→ **What you are asked to do**
Write out once more the lines running from the top of the entries below to the line with "use crate::classify::DynError;", both ends included.

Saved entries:

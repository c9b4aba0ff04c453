//! # RetryInterceptor: the last line of defense.
//!
//! The host calls [`RetryInterceptor::handle`] when a task execution failed
//! and none of the task's own rescue handlers dealt with the error. The
//! interceptor either schedules a retry and reports the failure as handled,
//! or reports it as not handled so the host's normal failure path runs.
//!
//! ## State machine
//! ```text
//! Running ──► Failed ──┬──► Retrying     (handled: host re-schedules the task)
//!                      └──► Propagating  (not handled: original error goes on)
//! ```
//!
//! ## Rules
//! - Strategy evaluation, callback invocation and attempt increment run in a
//!   fixed sequence, never interleaved, never partially applied.
//! - The delay is computed **before** the increment, from the attempt that failed.
//! - The callback can only veto a retry the strategy approved, never force one.
//! - The error is only borrowed: a propagated error is the task's own error.

use std::sync::Arc;
use std::time::Duration;

use tracing::{debug, info};

use crate::classify::DynError;
use crate::intercept::host::Reschedule;
use crate::intercept::policy::{CallbackSignal, RetryPolicy};
use crate::policies::millis;
use crate::tracker::Tracked;

/// Phase of a task with respect to one failure.
#[derive(Clone, Copy, Debug, PartialEq, Eq)]
pub enum FailureState {
    /// The attempt is executing.
    Running,
    /// The attempt returned an error that has not been dispositioned yet.
    Failed,
    /// Terminal: handed back to the host with a delay.
    Retrying,
    /// Terminal: the original error continues on the host's failure path.
    Propagating,
}

impl FailureState {
    /// Returns `true` for `Retrying` and `Propagating`.
    pub fn is_terminal(&self) -> bool {
        matches!(self, FailureState::Retrying | FailureState::Propagating)
    }
}

/// Why a failure was not handled.
#[derive(Clone, Copy, Debug, PartialEq, Eq)]
pub enum PropagateReason {
    /// The strategy rejected the retry (limit reached or error not retryable).
    Rejected,
    /// The strategy approved, the callback returned [`CallbackSignal::Halt`].
    Halted,
}

/// Outcome of [`RetryInterceptor::handle`].
#[derive(Clone, Copy, Debug, PartialEq, Eq)]
pub enum Disposition {
    /// Retry scheduled.
    Retrying {
        /// Delay handed to the host.
        delay: Duration,
        /// Attempt number of the scheduled execution.
        next_attempt: u32,
    },
    /// Failure not handled.
    Propagating {
        /// Why.
        reason: PropagateReason,
    },
}

impl Disposition {
    /// The boolean the host honors: `true` short-circuits its failure path.
    pub fn is_handled(&self) -> bool {
        matches!(self, Disposition::Retrying { .. })
    }

    /// Terminal state reached.
    pub fn state(&self) -> FailureState {
        match self {
            Disposition::Retrying { .. } => FailureState::Retrying,
            Disposition::Propagating { .. } => FailureState::Propagating,
        }
    }
}

/// Failure handler applying one [`RetryPolicy`].
#[derive(Clone, Debug)]
pub struct RetryInterceptor {
    policy: Arc<RetryPolicy>,
}

impl RetryInterceptor {
    /// Creates an interceptor for a (shared) policy.
    pub fn new(policy: Arc<RetryPolicy>) -> Self {
        Self { policy }
    }

    /// Returns the policy.
    pub fn policy(&self) -> &RetryPolicy {
        &self.policy
    }

    /// Dispositions one failure of `task`.
    ///
    /// On [`Disposition::Retrying`] the task's tracker has been advanced and
    /// `host.reschedule` has been called exactly once; otherwise neither happened.
    pub fn handle<T>(
        &self,
        task: &mut T,
        error: &DynError,
        host: &dyn Reschedule<T>,
    ) -> Disposition
    where
        T: Tracked + ?Sized,
    {
        let strategy = self.policy.strategy();
        let attempt = task.tracker().attempt();

        if !strategy.should_retry(attempt, error) {
            debug!(
                attempt,
                strategy = strategy.name(),
                error = %error,
                "retry rejected by strategy"
            );
            return Disposition::Propagating {
                reason: PropagateReason::Rejected,
            };
        }

        let delay = strategy.retry_delay(attempt, error);

        if self.policy.notify(error, delay) == CallbackSignal::Halt {
            info!(attempt, error = %error, "retry halted by callback");
            return Disposition::Propagating {
                reason: PropagateReason::Halted,
            };
        }

        let next_attempt = task.tracker_mut().advance();
        host.reschedule(task, delay);

        info!(
            attempt = next_attempt,
            delay_ms = millis(delay),
            strategy = strategy.name(),
            error = %error,
            "retrying task"
        );
        Disposition::Retrying {
            delay,
            next_attempt,
        }
    }
}
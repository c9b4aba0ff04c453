//! # Events published by the reference worker.
//!
//! One event per decision point of the failure pipeline:
//!
//! ```text
//! TaskStarting ─► TaskSucceeded
//!              └► TaskFailed ─► TaskRescued      (task's own handler dealt with it)
//!                            ├► RetryScheduled   (interceptor: handled)
//!                            ├► RetryHalted      (callback veto)
//!                            └► TaskExhausted    (strategy rejected; error propagates)
//! ```
//!
//! ## Ordering guarantees
//! Each event has a process-wide sequence number (`seq`) that increases
//! monotonically; use it to restore order across receivers.
//!
//! ## Example
//! ```rust
//! use std::time::Duration;
//! use taskretry::{Event, EventKind};
//!
//! let ev = Event::new(EventKind::RetryScheduled)
//!     .with_task("Import")
//!     .with_attempt(2)
//!     .with_delay(Duration::from_secs(5));
//!
//! assert_eq!(ev.delay_ms, Some(5_000));
//! ```

use std::sync::atomic::{AtomicU64, Ordering as AtomicOrdering};
use std::sync::Arc;
use std::time::{Duration, SystemTime};

static EVENT_SEQ: AtomicU64 = AtomicU64::new(0);

/// Classification of worker events.
#[derive(Debug, Clone, Copy, PartialEq, Eq)]
pub enum EventKind {
    /// An execution is starting.
    ///
    /// Sets: `task`, `job_id`, `attempt`.
    TaskStarting,

    /// The execution returned `Ok`.
    ///
    /// Sets: `task`, `job_id`, `attempt`.
    TaskSucceeded,

    /// The execution returned an error.
    ///
    /// Sets: `task`, `job_id`, `attempt`, `reason`.
    TaskFailed,

    /// The task's own rescue handler dealt with the error.
    ///
    /// Sets: `task`, `job_id`, `attempt`, `reason`.
    TaskRescued,

    /// The interceptor scheduled a retry.
    ///
    /// Sets: `task`, `job_id`, `attempt` (of the next execution), `delay_ms`, `reason`.
    RetryScheduled,

    /// The retry callback vetoed an approved retry.
    ///
    /// Sets: `task`, `job_id`, `attempt`, `reason`.
    RetryHalted,

    /// No retry: limit reached, error not retryable, or no policy.
    ///
    /// Sets: `task`, `job_id`, `attempt`, `reason`.
    TaskExhausted,
}

impl EventKind {
    /// Returns a short stable label for logs.
    pub fn as_label(&self) -> &'static str {
        match self {
            EventKind::TaskStarting => "starting",
            EventKind::TaskSucceeded => "succeeded",
            EventKind::TaskFailed => "failed",
            EventKind::TaskRescued => "rescued",
            EventKind::RetryScheduled => "retry",
            EventKind::RetryHalted => "halted",
            EventKind::TaskExhausted => "exhausted",
        }
    }

    /// Returns `true` for events that end an execution's failure pipeline
    /// without a retry.
    pub fn is_terminal_failure(&self) -> bool {
        matches!(self, EventKind::RetryHalted | EventKind::TaskExhausted)
    }
}

/// Worker event with optional metadata.
#[derive(Clone, Debug)]
pub struct Event {
    /// Process-wide, monotonically increasing sequence number.
    pub seq: u64,
    /// Wall-clock timestamp.
    pub at: SystemTime,
    /// Event classification.
    pub kind: EventKind,
    /// Task type name.
    pub task: Option<Arc<str>>,
    /// Job identifier from the envelope.
    pub job_id: Option<Arc<str>>,
    /// Attempt number (1-based).
    pub attempt: Option<u32>,
    /// Retry delay in milliseconds (compact).
    pub delay_ms: Option<u32>,
    /// Error message.
    pub reason: Option<Arc<str>>,
}

impl Event {
    /// Creates an event with the current timestamp and the next sequence number.
    pub fn new(kind: EventKind) -> Self {
        Self {
            seq: EVENT_SEQ.fetch_add(1, AtomicOrdering::Relaxed),
            at: SystemTime::now(),
            kind,
            task: None,
            job_id: None,
            attempt: None,
            delay_ms: None,
            reason: None,
        }
    }

    /// Attaches a task type name.
    #[inline]
    pub fn with_task(mut self, task: impl Into<Arc<str>>) -> Self {
        self.task = Some(task.into());
        self
    }

    /// Attaches a job identifier.
    #[inline]
    pub fn with_job(mut self, job_id: impl Into<Arc<str>>) -> Self {
        self.job_id = Some(job_id.into());
        self
    }

    /// Attaches an attempt number.
    #[inline]
    pub fn with_attempt(mut self, n: u32) -> Self {
        self.attempt = Some(n);
        self
    }

    /// Attaches a retry delay (stored as milliseconds, saturating).
    #[inline]
    pub fn with_delay(mut self, d: Duration) -> Self {
        let ms = d.as_millis().min(u128::from(u32::MAX)) as u32;
        self.delay_ms = Some(ms);
        self
    }

    /// Attaches a human-readable reason.
    #[inline]
    pub fn with_reason(mut self, reason: impl Into<Arc<str>>) -> Self {
        self.reason = Some(reason.into());
        self
    }
}
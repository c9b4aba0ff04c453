//! # File configuration (TOML).
//!
//! Error lists in a file are names, not types. An [`ErrorRegistry`] maps those
//! names to [`ErrorClass`]es; a name that is not registered fails the build
//! with [`ConfigError::UnknownErrorClass`].
//!
//! ## Single policy
//! ```toml
//! strategy = "exponential"
//! limit = 8
//! allow_list = ["io", "Timeout"]
//! min_multiplier = 0.5
//! max_multiplier = 1.5
//! ```
//!
//! ## Policies per task type
//! ```toml
//! compatibility = "lenient"
//!
//! [tasks.Import.retry]
//! strategy = "fixed"
//! limit = 3
//! delay = 60
//!
//! [tasks.CsvImport]
//! parent = "Import"
//! ```

use std::collections::{BTreeMap, HashMap};

use serde::{Deserialize, Serialize};

use crate::classify::ErrorClass;
use crate::config::options::{RetryLimit, RetryOptions, StrategyKind};
use crate::error::ConfigError;
use crate::intercept::{Compatibility, RetryPolicy};
use crate::registry::{PolicyRegistry, PolicyRegistryBuilder};

/// Name → [`ErrorClass`] table used to resolve error lists from files.
///
/// A new registry already knows `"any"` (every error).
#[derive(Clone, Debug)]
pub struct ErrorRegistry {
    classes: HashMap<String, ErrorClass>,
}

impl Default for ErrorRegistry {
    fn default() -> Self {
        let mut classes = HashMap::new();
        let any = ErrorClass::any();
        classes.insert(any.name().to_string(), any);
        Self { classes }
    }
}

impl ErrorRegistry {
    /// Creates a registry holding only `"any"`.
    pub fn new() -> Self {
        Self::default()
    }

    /// Registers `class` under its own name, replacing a previous entry.
    pub fn register(mut self, class: ErrorClass) -> Self {
        self.classes.insert(class.name().to_string(), class);
        self
    }

    /// Registers `class` under an alias.
    pub fn register_as(mut self, name: impl Into<String>, class: ErrorClass) -> Self {
        self.classes.insert(name.into(), class);
        self
    }

    /// Looks up one name.
    pub fn get(&self, name: &str) -> Option<&ErrorClass> {
        self.classes.get(name)
    }

    /// Resolves every name of list `key`.
    pub fn resolve(
        &self,
        key: &'static str,
        names: &[String],
    ) -> Result<Vec<ErrorClass>, ConfigError> {
        names
            .iter()
            .map(|name| {
                self.get(name)
                    .cloned()
                    .ok_or_else(|| ConfigError::UnknownErrorClass {
                        key,
                        name: name.clone(),
                    })
            })
            .collect()
    }
}

/// One retry policy as written in a configuration file.
#[derive(Clone, Debug, Default, PartialEq, Serialize, Deserialize)]
#[serde(default, deny_unknown_fields)]
pub struct RetryConfig {
    /// Built-in strategy. Defaults to `fixed`.
    pub strategy: StrategyKind,
    /// Attempt limit: an integer or `"unlimited"`.
    pub limit: Option<RetryLimit>,
    /// Opt-in for `limit = "unlimited"`.
    pub unlimited_retries: bool,
    /// Constant delay in seconds.
    pub delay: Option<f64>,
    /// Per-attempt delays in seconds.
    pub delays: Option<Vec<f64>>,
    /// Error class names to retry.
    pub allow_list: Option<Vec<String>>,
    /// Error class names never to retry.
    pub deny_list: Option<Vec<String>>,
    /// Lower jitter multiplier.
    pub min_multiplier: Option<f64>,
    /// Upper jitter multiplier.
    pub max_multiplier: Option<f64>,
}

impl RetryConfig {
    /// Parses a TOML document holding one policy.
    pub fn from_toml_str(input: &str) -> Result<Self, ConfigError> {
        toml::from_str(input).map_err(|e| ConfigError::Parse(e.to_string()))
    }

    /// Converts to typed options, resolving error names through `errors`.
    pub fn to_options(&self, errors: &ErrorRegistry) -> Result<RetryOptions, ConfigError> {
        let allow_list = self
            .allow_list
            .as_deref()
            .map(|names| errors.resolve("allow_list", names))
            .transpose()?;
        let deny_list = self
            .deny_list
            .as_deref()
            .map(|names| errors.resolve("deny_list", names))
            .transpose()?;

        Ok(RetryOptions {
            limit: self.limit,
            unlimited_retries: self.unlimited_retries,
            delay: self.delay,
            delays: self.delays.clone(),
            allow_list,
            deny_list,
            min_multiplier: self.min_multiplier,
            max_multiplier: self.max_multiplier,
        })
    }

    /// Builds the validated policy.
    pub fn build(&self, errors: &ErrorRegistry) -> Result<RetryPolicy, ConfigError> {
        RetryPolicy::new(self.strategy, self.to_options(errors)?)
    }
}

/// A task type entry of a [`PoliciesFile`].
#[derive(Clone, Debug, Default, PartialEq, Serialize, Deserialize)]
#[serde(default, deny_unknown_fields)]
pub struct TaskTypeConfig {
    /// Parent task type to inherit from.
    pub parent: Option<String>,
    /// Own policy; absent means "inherit".
    pub retry: Option<RetryConfig>,
}

/// Policies for a whole set of task types.
///
/// Host compatibility is a property of the whole file; per-task `retry`
/// tables do not accept a `compatibility` key.
#[derive(Clone, Debug, Default, PartialEq, Serialize, Deserialize)]
#[serde(default, deny_unknown_fields)]
pub struct PoliciesFile {
    /// Applied when the registry is attached to a host.
    pub compatibility: Compatibility,
    /// Task types by name.
    pub tasks: BTreeMap<String, TaskTypeConfig>,
}

impl PoliciesFile {
    /// Parses a TOML document.
    pub fn from_toml_str(input: &str) -> Result<Self, ConfigError> {
        toml::from_str(input).map_err(|e| ConfigError::Parse(e.to_string()))
    }

    /// Builds every policy and resolves inheritance.
    pub fn build(&self, errors: &ErrorRegistry) -> Result<PolicyRegistry, ConfigError> {
        let mut builder = PolicyRegistryBuilder::new().with_compatibility(self.compatibility);
        for (name, entry) in &self.tasks {
            let policy = entry.retry.as_ref().map(|r| r.build(errors)).transpose()?;
            builder = builder.define(name.as_str(), entry.parent.as_deref(), policy);
        }
        builder.build()
    }
}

→ **Reply to the exercise**
repository c9b4aba0ff04c453
//! # RetryInterceptor: the last line of defense.
//!
//! The host calls [`RetryInterceptor::handle`] when a task execution failed
//! and none of the task's own rescue handlers dealt with the error. The
//! interceptor either schedules a retry and reports the failure as handled,
//! or reports it as not handled so the host's normal failure path runs.
//!
//! ## State machine
//! ```text
//! Running ──► Failed ──┬──► Retrying     (handled: host re-schedules the task)
//!                      └──► Propagating  (not handled: original error goes on)
//! ```
//!
//! ## Rules
//! - Strategy evaluation, callback invocation and attempt increment run in a
//!   fixed sequence, never interleaved, never partially applied.
//! - The delay is computed **before** the increment, from the attempt that failed.
//! - The callback can only veto a retry the strategy approved, never force one.
//! - The error is only borrowed: a propagated error is the task's own error.

use std::sync::Arc;
use std::time::Duration;

use tracing::{debug, info};

use crate::classify::DynError;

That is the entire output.